Average Australian household debt levels have reached their highest point ever, with debt now four times higher than it was less than three decades ago.
According to figures in the Buy now, pay later: Household debt in Australia
report, prepared by AMP Bank and the University of Canberra’s National Centre for Social and Economic Modelling (NATSEM), average Australian household debt levels have more than quadrupled since 1988, from $60,000 to $245,000.
Among the chief reasons for the high household debt levels are property purchases, with the report claiming that 56% of the country’s household debt is made of owner occupier mortgages.
Thirty-six per cent of household debt is a result of wealth building activities, which includes loans used for the purchase of investment properties.
For owner occupiers, first home buyers have been hit especially hard, with their debt levels at 3.6 times their annual disposable income, up from 3.1 since 2004.
For investors, mortgage debt is at its highest for households headed by a person aged 65 or older, where it counts for 60% of their debt.
According to report, current low interest rates have encouraged people to take on higher levels of debt, but AMP chief customer officer Paul Sainsbury said it’s important people know rates won’t stay low forever.

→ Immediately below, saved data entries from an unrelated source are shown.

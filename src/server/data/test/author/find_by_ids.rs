use super::*;

/// Tests lookup of a fixed id set.
///
/// Verifies that only the requested authors come back, ordered by first
/// name.
///
/// Expected: Ok with the matching authors
#[tokio::test]
async fn returns_requested_authors_ordered_by_first_name() -> Result<(), DbErr> {
    let test = TestBuilder::new().with_library_tables().build().await.unwrap();
    let db = test.db.as_ref().unwrap();

    let repo = AuthorRepository::new(db);

    let zadie = repo.insert(author_param("Zadie", "Smith", 1975, "Fiction")).await?;
    let ali = repo.insert(author_param("Ali", "Smith", 1962, "Fiction")).await?;
    repo.insert(author_param("Jane", "Austen", 1775, "Romance")).await?;

    let authors = repo.find_by_ids(&[zadie.id, ali.id]).await?;

    assert_eq!(authors.len(), 2);
    assert_eq!(authors[0].first_name, "Ali");
    assert_eq!(authors[1].first_name, "Zadie");

    Ok(())
}

/// Tests lookup with an id that matches nothing.
///
/// Missing ids are not an error at this layer; the result is simply shorter
/// than the request.
///
/// Expected: Ok with only the authors that exist
#[tokio::test]
async fn missing_ids_shorten_the_result() -> Result<(), DbErr> {
    let test = TestBuilder::new().with_library_tables().build().await.unwrap();
    let db = test.db.as_ref().unwrap();

    let repo = AuthorRepository::new(db);
    let created = repo.insert(author_param("Jane", "Austen", 1775, "Romance")).await?;

    let authors = repo.find_by_ids(&[created.id, uuid::Uuid::new_v4()]).await?;

    assert_eq!(authors.len(), 1);
    assert_eq!(authors[0].id, created.id);

    Ok(())
}
//! Book service for business logic.

use sea_orm::DatabaseConnection;
use uuid::Uuid;

use crate::server::{
    data::book::BookRepository,
    error::AppError,
    model::book::{Book, CreateBookParam, InsertBookParam, UpdateBookParam},
};

/// Outcome of a PUT on a book: replaced an existing book, or created one
/// under the id the client supplied.
pub enum BookUpsert {
    Created(Book),
    Updated,
}

/// Service providing business logic for an author's books.
pub struct BookService<'a> {
    db: &'a DatabaseConnection,
}

impl<'a> BookService<'a> {
    /// Creates a new BookService instance.
    ///
    /// # Arguments
    /// - `db` - Reference to the database connection
    ///
    /// # Returns
    /// - `BookService` - New service instance
    pub fn new(db: &'a DatabaseConnection) -> Self {
        Self { db }
    }

    /// Retrieves all books for an author, ordered by title.
    pub async fn get_books_for_author(&self, author_id: Uuid) -> Result<Vec<Book>, AppError> {
        let books = BookRepository::new(self.db).get_for_author(author_id).await?;

        Ok(books)
    }

    /// Retrieves a single book within an author's collection.
    pub async fn get_book_for_author(
        &self,
        author_id: Uuid,
        book_id: Uuid,
    ) -> Result<Option<Book>, AppError> {
        let book = BookRepository::new(self.db)
            .find_for_author(author_id, book_id)
            .await?;

        Ok(book)
    }

    /// Creates a new book under an author with a freshly generated id.
    pub async fn create_book(
        &self,
        author_id: Uuid,
        param: CreateBookParam,
    ) -> Result<Book, AppError> {
        let book = BookRepository::new(self.db)
            .insert(
                author_id,
                InsertBookParam {
                    id: Uuid::new_v4(),
                    title: param.title,
                    description: param.description,
                },
            )
            .await?;

        Ok(book)
    }

    /// Replaces a book, or creates it under the supplied id when it does not
    /// exist yet.
    ///
    /// # Returns
    /// - `Ok(BookUpsert::Updated)` - Existing book replaced
    /// - `Ok(BookUpsert::Created(book))` - No book existed; one was created
    ///   with the client-supplied id
    /// - `Err(AppError)` - Database error
    pub async fn upsert_book(
        &self,
        author_id: Uuid,
        book_id: Uuid,
        param: UpdateBookParam,
    ) -> Result<BookUpsert, AppError> {
        let repo = BookRepository::new(self.db);

        match repo.find_for_author(author_id, book_id).await? {
            Some(_) => {
                repo.update(book_id, &param).await?;
                Ok(BookUpsert::Updated)
            }
            None => {
                let book = repo
                    .insert(
                        author_id,
                        InsertBookParam {
                            id: book_id,
                            title: param.title,
                            description: Some(param.description),
                        },
                    )
                    .await?;
                Ok(BookUpsert::Created(book))
            }
        }
    }

    /// Deletes a book within an author's collection.
    pub async fn delete_book(&self, author_id: Uuid, book_id: Uuid) -> Result<bool, AppError> {
        let deleted = BookRepository::new(self.db).delete(author_id, book_id).await?;

        Ok(deleted)
    }
}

“We need to better manage our finances, including our everyday cash-flow, as part of a clear long-term plan to pay down debt,” Sainsbury said.
"When thinking about household finances it's essential to factor in the impact if interest rates start creeping back up from their current historic lows,” he said.
According to the report, a 2.5% interest rate increase would mean debt repayments would rise from 16% to 23% of income for households with mortgages and typical levels of debt, taking annual interest payments from $15,464 to $21,687
Joe Sirianni, head of mortgage broking firm Smartline, agreed with Sainsbury’s sentiment and suggested it might be time people consider moving to a fixed rate mortgage.
“I’ve been saying for quite a while now that it might be time for people to consider locking in their interest rate,” Sirianni said.
“It has been quite remarkable how the interest rates have just continued to fall and how low they’ve got, but I think we might have finally got to the bottom of the curve,” he said.
Sirianni’s encouragement for people to lock in their loans doesn’t come from any concern that interest rates are set skyrocket soon, rather that he would prefer people to be safe, rather than sorry.
“Why not consider locking in at least a portion of your mortgage? I think we’ve ridden it down to the point where there’s no sign of any more downward moves soon,” he said.
“But the RBA have come out and said they expect rates to be relatively low for a decade or so, so you can understand why people aren’t rushing to do anything.
“Even if they don’t fix now and miss the first rate rise, then it’s probably not such a big deal given how low rates are.”
If the RBA does leave the official cash rate at its current 2% mark for a significant period of time, Sirianni believes that would be a positive.
“I think it would really give some confidence if the rate stays where it is at the moment for a while.
“We’ve had this period where they’ve gone downward and now following the APRA intervention the [property] market has fallen away a bit, so I think a period of stability would be a good thing.”